Caitlyn is sitting on her hands so you can’t see them. Why? Because they are probably a dead giveaway that she is not exactly a woman, despite the trappings.
But there’s more. No pun intended.
She’s sitting. If she were standing, it would be a lot harder to hide or Photoshop her male anatomy, a male part of her that she’s not ready to give up yet because it’s “useful” as she explained to Diane Sawyer in the ABC interview.
In the very coming-out photo, Caitlyn is hiding. She’s not honest about who she is. She doesn’t even look like a normal woman of her age, much less who she actually is.
Most men wouldn’t be attracted by her image if she were standing. Full monty. Hands showing. Too many signals that she’s not a woman, at least not the type that they would normally be attracted to.
She’s also bound by a corset, the item that was considered by many feminists to indicate female bondage and domination by patriarchy. The corset made women conform to an ideal that was not real. As an image, it may be sexy to some; but it’s also terribly constricting, not liberating in the way that we are being told this decision has been for Jenner. The liberation of the second wave feminists included the physical liberation of the female body. Jenner was around when women were burning their bras…
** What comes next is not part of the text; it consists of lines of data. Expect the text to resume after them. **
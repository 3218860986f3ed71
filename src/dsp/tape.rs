//! Tape deck: the sample-playback sink for phrase triggers.
//!
//! Each loaded loop is keyed by phrase id. A trigger starts a free voice on
//! that loop; all voices sum into a master bus of gain, a timbre-controlled
//! low-pass and a compressor.

use std::sync::Arc;
use std::sync::atomic::{AtomicU32, Ordering};

use atomic_float::AtomicF32;
use tracing::debug;

use crate::assets::{LoadReport, SampleProvider, load_all};
use crate::config::TapeDeckConfig;
use crate::error::ConfigError;
use crate::phrase::{PhraseEvent, PhraseId};
use crate::scheduler::{Fire, TriggerSink};

use super::compressor::Compressor;
use super::filter::{BiquadFilter, FilterType};
use super::mixer::Mixer;
use super::monitor::{Monitor, SNAPSHOT_LEN};
use super::sampler::{SampleBuffer, TapeVoice};
use super::smoother::Smoother;

const TIMBRE_SMOOTHING_SECONDS: f64 = 0.1;
/// Samples between low-pass coefficient updates while timbre glides.
const CONTROL_INTERVAL: usize = 16;

/// Low-pass cutoff for a timbre setting.
pub fn cutoff_for(timbre: f64) -> f64 {
    200.0 + timbre.clamp(0.0, 1.0) * 6000.0
}

/// Low-pass resonance for a timbre setting.
pub fn q_for(timbre: f64) -> f64 {
    (timbre.clamp(0.0, 1.0) * 5.0).max(0.707)
}

/// Playback-rate multiplier for a timbre setting.
pub fn rate_for(timbre: f64) -> f64 {
    0.98 + timbre.clamp(0.0, 1.0) * 0.04
}

#[derive(Debug)]
struct TapeShared {
    /// Loaded loop ids, sorted; `triggers[i]` belongs to `ids[i]`.
    ids: Vec<PhraseId>,
    triggers: Vec<AtomicU32>,
    timbre: AtomicF32,
}

impl TapeShared {
    fn slot(&self, id: PhraseId) -> Option<usize> {
        self.ids.binary_search(&id).ok()
    }
}

#[derive(Debug)]
pub struct TapeDeck {
    config: TapeDeckConfig,
    sample_rate: f64,
    loops: Vec<SampleBuffer>,
    seen: Vec<u32>,
    voices: Vec<TapeVoice>,
    mixer: Mixer,
    lowpass: BiquadFilter,
    compressor: Compressor,
    timbre: Smoother,
    fade_samples: usize,
    hold_samples: usize,
    hold_remaining: usize,
    control_counter: usize,
    shared: Arc<TapeShared>,
    monitor: Arc<Monitor>,
}

impl TapeDeck {
    /// Load `ids` from `provider`. Missing assets are listed in the report;
    /// the deck plays whatever did load.
    pub fn load(
        config: TapeDeckConfig,
        sample_rate: f64,
        provider: &mut dyn SampleProvider,
        ids: &[PhraseId],
    ) -> Result<(Self, LoadReport), ConfigError> {
        if !(sample_rate.is_finite() && sample_rate > 0.0) {
            return Err(ConfigError::InvalidSampleRate(sample_rate));
        }
        if config.max_block == 0 {
            return Err(ConfigError::InvalidBlockSize(config.max_block));
        }

        let (buffers, report) = load_all(provider, ids);
        let (ids, loops): (Vec<PhraseId>, Vec<SampleBuffer>) = buffers.into_iter().unzip();
        let timbre = config.timbre.clamp(0.0, 1.0);

        let shared = Arc::new(TapeShared {
            triggers: ids.iter().map(|_| AtomicU32::new(0)).collect(),
            ids,
            timbre: AtomicF32::new(timbre as f32),
        });
        let mut mixer = Mixer::new(config.max_block);
        mixer.master_gain = config.master_gain;

        let deck = TapeDeck {
            seen: vec![0; loops.len()],
            loops,
            voices: vec![TapeVoice::new(); config.max_voices.max(1)],
            mixer,
            lowpass: BiquadFilter::with_params(FilterType::Lowpass, sample_rate, cutoff_for(timbre), q_for(timbre)),
            compressor: Compressor::from_config(sample_rate, &config),
            timbre: Smoother::new(timbre, TIMBRE_SMOOTHING_SECONDS, sample_rate),
            fade_samples: (config.fade_in_seconds * sample_rate).max(1.0) as usize,
            hold_samples: (config.activity_hold_seconds * sample_rate).max(0.0) as usize,
            hold_remaining: 0,
            control_counter: 0,
            shared,
            monitor: Arc::new(Monitor::new()),
            sample_rate,
            config,
        };
        Ok((deck, report))
    }

    pub fn config(&self) -> &TapeDeckConfig {
        &self.config
    }

    pub fn loaded_ids(&self) -> &[PhraseId] {
        &self.shared.ids
    }

    pub fn handle(&self) -> TapeDeckHandle {
        TapeDeckHandle {
            shared: Arc::clone(&self.shared),
            monitor: Arc::clone(&self.monitor),
        }
    }

    pub fn playing_voices(&self) -> usize {
        self.voices.iter().filter(|v| v.is_playing()).count()
    }

    /// A free voice, or the one furthest through its loop.
    fn allocate_voice(&mut self) -> usize {
        if let Some(free) = self.voices.iter().position(|v| !v.is_playing()) {
            return free;
        }
        self.voices
            .iter()
            .enumerate()
            .max_by(|a, b| a.1.progress().total_cmp(&b.1.progress()))
            .map_or(0, |(i, _)| i)
    }

    fn apply_controls(&mut self) {
        self.timbre
            .set_target(self.shared.timbre.load(Ordering::Relaxed) as f64);

        for slot in 0..self.loops.len() {
            let count = self.shared.triggers[slot].load(Ordering::Acquire);
            if count == self.seen[slot] {
                continue;
            }
            self.seen[slot] = count;
            let voice = self.allocate_voice();
            let rate = rate_for(self.timbre.current());
            self.voices[voice].start(
                &self.loops[slot],
                rate,
                self.sample_rate,
                self.config.voice_gain,
                self.fade_samples,
            );
            self.hold_remaining = self.hold_samples;
        }
    }

    fn update_filter(&mut self) {
        let timbre = self.timbre.current();
        self.lowpass.set_frequency(cutoff_for(timbre));
        self.lowpass.set_q(q_for(timbre));
    }

    /// Fill `out` with the next block of master-bus output.
    pub fn render_block(&mut self, out: &mut [f32]) {
        self.apply_controls();

        let chunk_len = self.config.max_block;
        for chunk in out.chunks_mut(chunk_len) {
            self.mixer.clear(chunk.len());
            for voice in self.voices.iter_mut().filter(|v| v.is_playing()) {
                for i in 0..chunk.len() {
                    self.mixer.add(i, voice.next_sample());
                }
            }
            for (i, sample) in chunk.iter_mut().enumerate() {
                self.timbre.next();
                if self.control_counter == 0 {
                    self.update_filter();
                }
                self.control_counter = (self.control_counter + 1) % CONTROL_INTERVAL;

                let y = self.lowpass.process(self.mixer.get(i));
                *sample = self.compressor.process(y) as f32;
            }
        }

        self.hold_remaining = self.hold_remaining.saturating_sub(out.len());
        self.monitor.publish(out, self.hold_remaining > 0);
    }
}

/// Control-domain access to a [`TapeDeck`].
#[derive(Debug, Clone)]
pub struct TapeDeckHandle {
    shared: Arc<TapeShared>,
    monitor: Arc<Monitor>,
}

impl TapeDeckHandle {
    /// Start the loop for `id`. Returns false (and does nothing) when no
    /// asset is loaded for it.
    pub fn trigger(&self, id: PhraseId) -> bool {
        match self.shared.slot(id) {
            Some(slot) => {
                self.shared.triggers[slot].fetch_add(1, Ordering::Release);
                true
            }
            None => {
                debug!(phrase = id, "no loop loaded, trigger ignored");
                false
            }
        }
    }

    /// Timbre in `[0, 1]`: filter brightness and playback-rate shift.
    pub fn set_timbre(&self, timbre: f64) -> f64 {
        let t = if timbre.is_nan() { 0.0 } else { timbre.clamp(0.0, 1.0) };
        self.shared.timbre.store(t as f32, Ordering::Relaxed);
        t
    }

    pub fn is_active(&self) -> bool {
        self.monitor.is_active()
    }

    pub fn peak(&self) -> f32 {
        self.monitor.peak()
    }

    pub fn waveform(&self) -> [f32; SNAPSHOT_LEN] {
        self.monitor.snapshot()
    }
}

impl TriggerSink for TapeDeckHandle {
    fn fire(&mut self, fire: &Fire, _event: &PhraseEvent) {
        self.trigger(fire.phrase);
    }
}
Now, back to the hands. They are hidden. And the legs are cut off. Except for the slightly vacant come-hither look, she might as well be Man Ray’s limbless and headless Venus Restored. (Below)
Her image objectifies women. It objectifies herself. Call me crazy, but that’s not honest, free, open, or liberating. Rather it’s manipulative and, ultimately, sad. Instead of revealing herself, she is trapped.